> EXERCISE DESCRIPTION
Show the lines below where "info" occurs.

Stored entries
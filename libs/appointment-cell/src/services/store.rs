// libs/appointment-cell/src/services/store.rs
//
// The appointments read/write seam shared by the booking allocator and the
// retiming engines: one snapshot read per operation, one batch write back.

use std::sync::Arc;

use chrono::{NaiveDate, Utc};
use reqwest::Method;
use serde_json::{json, Value};
use tracing::debug;
use uuid::Uuid;

use shared_database::{parse_rows, SupabaseClient};

use crate::models::{Appointment, AppointmentStatus, SchedulerError};

pub struct AppointmentStore {
    supabase: Arc<SupabaseClient>,
}

impl AppointmentStore {
    pub fn new(supabase: Arc<SupabaseClient>) -> Self {
        Self { supabase }
    }

    /// The full appointment set for one doctor/date, slot order.
    /// Unparseable records are skipped at the boundary.
    pub async fn day_appointments(
        &self,
        doctor_id: Uuid,
        date: NaiveDate,
        auth_token: Option<&str>,
    ) -> Result<Vec<Appointment>, SchedulerError> {
        debug!("Fetching appointments for doctor {} on {}", doctor_id, date);

        let path = format!(
            "/rest/v1/appointments?doctor_id=eq.{}&date=eq.{}&order=slot_index.asc",
            doctor_id, date
        );
        let result: Vec<Value> = self
            .supabase
            .request(Method::GET, &path, auth_token, None)
            .await
            .map_err(|e| SchedulerError::DatabaseError(e.to_string()))?;

        Ok(parse_rows(result, "appointments"))
    }

    pub async fn get(
        &self,
        appointment_id: Uuid,
        auth_token: Option<&str>,
    ) -> Result<Appointment, SchedulerError> {
        let path = format!("/rest/v1/appointments?id=eq.{}", appointment_id);
        let result: Vec<Value> = self
            .supabase
            .request(Method::GET, &path, auth_token, None)
            .await
            .map_err(|e| SchedulerError::DatabaseError(e.to_string()))?;

        let mut rows: Vec<Appointment> = parse_rows(result, "appointments");
        rows.pop().ok_or(SchedulerError::NotFound)
    }

    pub async fn set_status(
        &self,
        appointment_id: Uuid,
        status: AppointmentStatus,
        auth_token: Option<&str>,
    ) -> Result<Appointment, SchedulerError> {
        debug!("Appointment {} -> {}", appointment_id, status);

        let path = format!("/rest/v1/appointments?id=eq.{}", appointment_id);
        let update = json!({
            "status": status,
            "updated_at": Utc::now().to_rfc3339(),
        });

        let mut headers = reqwest::header::HeaderMap::new();
        headers.insert(
            "Prefer",
            reqwest::header::HeaderValue::from_static("return=representation"),
        );

        let result: Vec<Value> = self
            .supabase
            .request_with_headers(Method::PATCH, &path, auth_token, Some(update), Some(headers))
            .await
            .map_err(|e| SchedulerError::DatabaseError(e.to_string()))?;

        let mut rows: Vec<Appointment> = parse_rows(result, "appointments");
        rows.pop().ok_or(SchedulerError::NotFound)
    }

    /// Apply a retiming plan as one atomic multi-record write.
    pub async fn apply_batch(
        &self,
        mut rows: Vec<Appointment>,
        auth_token: Option<&str>,
    ) -> Result<usize, SchedulerError> {
        if rows.is_empty() {
            return Ok(0);
        }

        let now = Utc::now();
        for row in &mut rows {
            row.updated_at = now;
        }

        let count = rows.len();
        let mut values = Vec::with_capacity(count);
        for row in rows {
            values.push(
                serde_json::to_value(row)
                    .map_err(|e| SchedulerError::DatabaseError(e.to_string()))?,
            );
        }

        self.supabase
            .batch_upsert("appointments", values, auth_token)
            .await
            .map_err(|e| SchedulerError::DatabaseError(e.to_string()))?;

        Ok(count)
    }
}
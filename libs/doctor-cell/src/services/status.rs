// libs/doctor-cell/src/services/status.rs
//
// Periodic sweep of each doctor's live in/out consultation flag. The flag
// is owned by this sweep alone; nothing else writes it.

use std::sync::Arc;
use std::time::Duration;

use chrono::{Datelike, Utc};
use reqwest::Method;
use serde_json::{json, Value};
use tokio::sync::Mutex;
use tracing::{debug, info, warn};

use shared_config::AppConfig;
use shared_database::SupabaseClient;
use shared_utils::{Clock, ClockTime, SystemClock};

use crate::models::{AvailabilityTemplate, ConsultationStatus, DoctorError};
use crate::services::doctor::DoctorService;

pub struct DoctorStatusUpdater {
    supabase: SupabaseClient,
    doctor_service: DoctorService,
    clock: Arc<dyn Clock>,
    sweep_gate: Mutex<()>,
}

impl DoctorStatusUpdater {
    pub fn new(config: &AppConfig) -> Self {
        Self::with_clock(config, Arc::new(SystemClock))
    }

    pub fn with_clock(config: &AppConfig, clock: Arc<dyn Clock>) -> Self {
        Self {
            supabase: SupabaseClient::new(config),
            doctor_service: DoctorService::new(config),
            clock,
            sweep_gate: Mutex::new(()),
        }
    }

    /// The status a doctor should show right now: `in` iff the current
    /// time falls inside any of today's template session windows.
    pub fn expected_status(template: &AvailabilityTemplate, weekday: chrono::Weekday, now: ClockTime) -> ConsultationStatus {
        let inside = template
            .day(weekday)
            .map(|day| day.sessions.iter().any(|window| window.contains(now)))
            .unwrap_or(false);

        if inside {
            ConsultationStatus::In
        } else {
            ConsultationStatus::Out
        }
    }

    /// One pass over the clinic's doctors. Writes only the doctors whose
    /// stored status differs from the computed one; each write touches a
    /// single doctor's status field. Returns the number of writes.
    pub async fn sweep_clinic(&self, clinic_id: &str) -> Result<usize, DoctorError> {
        let doctors = self.doctor_service.list_clinic_doctors(clinic_id, None).await?;
        let weekday = self.clock.today().weekday();
        let now = self.clock.time_of_day();

        let mut updated = 0;
        for doctor in &doctors {
            let expected = Self::expected_status(&doctor.availability, weekday, now);
            if expected == doctor.consultation_status {
                continue;
            }

            debug!(
                "Doctor {} flips {} -> {}",
                doctor.id, doctor.consultation_status, expected
            );

            let path = format!("/rest/v1/doctors?id=eq.{}", doctor.id);
            let update = json!({
                "consultation_status": expected,
                "updated_at": Utc::now().to_rfc3339(),
            });

            let mut headers = reqwest::header::HeaderMap::new();
            headers.insert(
                "Prefer",
                reqwest::header::HeaderValue::from_static("return=representation"),
            );

            let result: Result<Vec<Value>, _> = self
                .supabase
                .request_with_headers(Method::PATCH, &path, None, Some(update), Some(headers))
                .await;

            match result {
                Ok(_) => updated += 1,
                // One stuck doctor must not stall the rest of the sweep.
                Err(e) => warn!("Status write failed for doctor {}: {}", doctor.id, e),
            }
        }

        if updated > 0 {
            info!("Status sweep updated {}/{} doctors", updated, doctors.len());
        }
        Ok(updated)
    }

    /// Fixed-interval sweep loop. Single-flight: a tick that fires while
    /// the previous sweep is still running is skipped, not queued.
    pub async fn run(self: Arc<Self>, clinic_id: String, period: Duration) {
        let mut ticker = tokio::time::interval(period);
        ticker.set_missed_tick_behavior(tokio::time::MissedTickBehavior::Skip);

        info!(
            "Doctor status sweep running every {}s for clinic {}",
            period.as_secs(),
            clinic_id
        );

        loop {
            ticker.tick().await;

            let Ok(_gate) = self.sweep_gate.try_lock() else {
                debug!("Previous status sweep still running, skipping tick");
                continue;
            };

            if let Err(e) = self.sweep_clinic(&clinic_id).await {
                warn!("Status sweep failed: {}", e);
            }
        }
    }
}
//! Events published by the core for observers (UI, logging, tests).

use tokio::sync::broadcast;

use crate::sync::{SyncKind, SyncState};

/// Buffer size for the event channel.
/// Slow observers that fall further behind than this see `Lagged` and skip ahead.
const EVENT_BUFFER_SIZE: usize = 64;

#[derive(Debug, Clone, PartialEq)]
pub enum CoreEvent {
    /// Cached responses under `key` were dropped.
    CacheInvalidated { site_id: String, key: String },
    /// A write call was accepted by the server.
    WriteSucceeded { site_id: String, method: String },
    /// A write was stored for later sync instead of being sent.
    ActionQueued {
        site_id: String,
        component: String,
        entity_id: String,
    },
    /// A sync pass finished.
    SyncFinished {
        site_id: String,
        kind: SyncKind,
        state: SyncState,
        synced: usize,
        remaining: usize,
    },
}

#[derive(Clone)]
pub struct EventBus {
    tx: broadcast::Sender<CoreEvent>,
}

impl EventBus {
    pub fn new() -> Self {
        let (tx, _rx) = broadcast::channel(EVENT_BUFFER_SIZE);
        Self { tx }
    }

    /// Publish to current subscribers; having none is fine.
    pub fn publish(&self, event: CoreEvent) {
        let _ = self.tx.send(event);
    }

    pub fn subscribe(&self) -> broadcast::Receiver<CoreEvent> {
        self.tx.subscribe()
    }
}

impl Default for EventBus {
    fn default() -> Self {
        Self::new()
    }
}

> SOLVED EXERCISE
use tracing::{debug, info, warn};
            info!("Status sweep updated {}/{} doctors", updated, doctors.len());
        info!(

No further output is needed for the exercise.